Our View: It’s a lame duck administration whose agenda will never go past the 106th Congress and not when the most powerful house member never trusted Clinton.
It isn’t surprising that OIA helmsman Ferdinand Aranza tries with futility to rebuild a bridge his predecessor decided to burn to ashes before moving to the State Department. Aranza is left with just that–a charred bridge–and quizzes how does he go about rebuilding a gutted sense of trust and confidence. Well, there’s nothing up that alley and it’ll take forever to reconnect with a people whose image have been destroyed and ruined by OIA.

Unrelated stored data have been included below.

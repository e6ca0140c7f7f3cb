//! Streams mints from public endpoints and analyzes each collection the first time it mints.
//!
//! Pass a TOML config path as the first argument, or set `MINT_SCANNER_SUBSCRIPTION_URLS` and
//! `MINT_SCANNER_POLLING_URLS` (comma separated).

use std::collections::HashSet;

use mint_scanner::{CollectionAnalyzer, MintListenerBuilder, ScannerConfig, ScannerMessage};
use tokio_stream::StreamExt;
use tracing::{error, info, warn};
use tracing_subscriber::EnvFilter;

#[tokio::main]
async fn main() -> anyhow::Result<()> {
    let _ = tracing_subscriber::fmt().with_env_filter(EnvFilter::from_default_env()).try_init();

    let config = match std::env::args().nth(1) {
        Some(path) => ScannerConfig::load(path)?,
        None => {
            let mut config = ScannerConfig::default();
            config.apply_env_overrides()?;
            config
        }
    };

    let analyzer = CollectionAnalyzer::from_config(&config)?;
    let mut listener = MintListenerBuilder::from_config(config).build()?;
    let mut stream = listener.start()?;
    let mut analyzed = HashSet::new();

    loop {
        tokio::select! {
            _ = tokio::signal::ctrl_c() => break,
            item = stream.next() => match item {
                Some(Ok(ScannerMessage::Data(mint))) => {
                    info!(
                        contract = %mint.contract_address,
                        token_id = %mint.token_id,
                        block = mint.block_number,
                        free = mint.is_free,
                        "{} minted",
                        mint.collection_name
                    );
                    if analyzed.insert(mint.contract_address) {
                        let ids = [mint.token_id];
                        let result = analyzer.analyze(mint.contract_address, &ids, mint.token_id).await;
                        info!(
                            contract = %result.contract_address,
                            verdict = %result.final_status,
                            reasons = ?result.status_reasons,
                            "Collection analyzed"
                        );
                    }
                }
                Some(Ok(ScannerMessage::Notification(notification))) => {
                    info!(?notification, state = %listener.state(), "Listener notification");
                }
                Some(Err(err)) if err.is_fatal() => {
                    error!(error = %err, "Listener failed");
                    break;
                }
                Some(Err(err)) => warn!(error = %err, "Transient listener error"),
                None => break,
            },
        }
    }

    listener.stop().await;
    Ok(())
}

Interesting that Mr. Aranza has such short memory when, in recent years, the NMI sought for OIA’s impact study on the arbitrary imposition of immigration and minimum wage to which his agency was awfully silent. It goes without saying that OIA never commissioned such a study much less answer our queries for fear that facts and figures would prove our conclusions correct from the outset. But then what can anybody reasonably expect from an agency that has demonstrated greater ineptitude and inefficiency second only to the US Immigration and Naturalization Services.
Aranza wants to focus on training and economic issues. We hope it’s training far removed from a recent program OIA sponsored to teach women in the FSM how to scale fish. It’s a sterling case or epitome of irrelevancy! Economics? Perhaps OIA has better economic substitute than what’s already here–tourism and apparel manufacturing. And we’re sure too that OIA knows that the last major form of investment that descended on these isles some 16 years ago was the much maligned apparel industry that proved very sturdy in tax contributions. And it is OIA who took the lead to shut down this local industry permanently.
After about two weeks, all these would essentially turn into water under the bridge. By then, it’s time to scribble a resolution of condolences to Aranza and other staunch detractors of the NMI for a half-cocked job. We would have won both the battle and the war for the issue is purely economics, no more, no less. And if Mr.
Aranza has any future plans dealing with these isles, he should learn the ABCs of how not to speak from both sides of his mouth. We know how to deal with adversaries who represent a highly suspect and lame duck administration all piled into one messy cow pie. Si Yuus Maase`!